_What the task requires:_ Copy out, from the data, each line containing the string "query".
▬▬▬▬▬▬▬▬▬▬
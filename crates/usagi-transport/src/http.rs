//! HTTP collaborator for media uploads and roster lookups.
//!
//! mirai-api-http exposes a plain HTTP surface next to the WebSocket one;
//! media uploads (multipart) and roster reads go through it. The session key
//! is borrowed from the WebSocket session via a provider closure so a
//! reconnect transparently refreshes it.

use std::sync::Arc;
use std::time::Duration;

use async_trait::async_trait;
use reqwest::multipart::{Form, Part};
use reqwest::{Client, ClientBuilder};
use serde_json::Value;
use tracing::debug;

use usagi_core::{ConversationKind, MediaUploader, ResolveError, ResolveResult, RosterService};

/// Supplies the current session key; backed by the gateway session.
pub type SessionKeyFn = Arc<dyn Fn() -> String + Send + Sync>;

/// Client for the gateway's HTTP API.
pub struct MiraiHttpClient {
    client: Client,
    base_url: String,
    session_key: SessionKeyFn,
}

impl MiraiHttpClient {
    /// Creates a client for the given base URL, e.g. `http://127.0.0.1:8080`.
    pub fn new(base_url: impl Into<String>, session_key: SessionKeyFn) -> Self {
        let client = ClientBuilder::new()
            .timeout(Duration::from_secs(30))
            .build()
            .expect("failed to build HTTP client");

        Self {
            client,
            base_url: base_url.into().trim_end_matches('/').to_string(),
            session_key,
        }
    }

    fn url(&self, path: &str) -> String {
        format!("{}/{path}", self.base_url)
    }

    async fn upload(
        &self,
        path: &str,
        field: &str,
        bytes: Vec<u8>,
        kind: ConversationKind,
        id_field: &str,
    ) -> ResolveResult<String> {
        let form = Form::new()
            .text("sessionKey", (self.session_key)())
            .text("type", kind.upload_type())
            .part(field.to_string(), Part::bytes(bytes).file_name("media"));

        let response = self
            .client
            .post(self.url(path))
            .multipart(form)
            .send()
            .await
            .map_err(|e| ResolveError::Upload(e.to_string()))?;

        let status = response.status();
        if !status.is_success() {
            let body = response.text().await.unwrap_or_default();
            return Err(ResolveError::Upload(format!("HTTP {status}: {body}")));
        }

        let body: Value = response
            .json()
            .await
            .map_err(|e| ResolveError::Upload(e.to_string()))?;
        debug!(path, id = %body[id_field], "media uploaded");

        body[id_field]
            .as_str()
            .map(str::to_string)
            .ok_or_else(|| ResolveError::Upload(format!("response missing {id_field}: {body}")))
    }

    async fn get(&self, path: &str, query: &[(&str, String)]) -> ResolveResult<Value> {
        let response = self
            .client
            .get(self.url(path))
            .query(query)
            .send()
            .await
            .map_err(|e| ResolveError::Upload(e.to_string()))?;
        response
            .json()
            .await
            .map_err(|e| ResolveError::Upload(e.to_string()))
    }
}

#[async_trait]
impl MediaUploader for MiraiHttpClient {
    async fn upload_image(&self, bytes: Vec<u8>, kind: ConversationKind) -> ResolveResult<String> {
        self.upload("uploadImage", "img", bytes, kind, "imageId").await
    }

    async fn upload_voice(&self, bytes: Vec<u8>, kind: ConversationKind) -> ResolveResult<String> {
        self.upload("uploadVoice", "voice", bytes, kind, "voiceId").await
    }
}

#[async_trait]
impl RosterService for MiraiHttpClient {
    async fn group_list(&self) -> ResolveResult<Vec<(i64, String)>> {
        let body = self
            .get("groupList", &[("sessionKey", (self.session_key)())])
            .await?;
        let groups = body["data"]
            .as_array()
            .cloned()
            .unwrap_or_default()
            .iter()
            .filter_map(|g| {
                Some((
                    g["id"].as_i64()?,
                    g["name"].as_str().unwrap_or_default().to_string(),
                ))
            })
            .collect();
        Ok(groups)
    }

    async fn member_name(&self, group: i64, member: i64) -> ResolveResult<Option<String>> {
        let body = self
            .get(
                "memberList",
                &[
                    ("sessionKey", (self.session_key)()),
                    ("target", group.to_string()),
                ],
            )
            .await?;
        let name = body["data"].as_array().and_then(|members| {
            members.iter().find_map(|m| {
                (m["id"].as_i64() == Some(member))
                    .then(|| m["memberName"].as_str().unwrap_or_default().to_string())
            })
        });
        Ok(name)
    }
}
▬▬▬▬▬▬▬▬▬▬
_Task solution:_
    async fn get(&self, path: &str, query: &[(&str, String)]) -> ResolveResult<Value> {
            .query(query)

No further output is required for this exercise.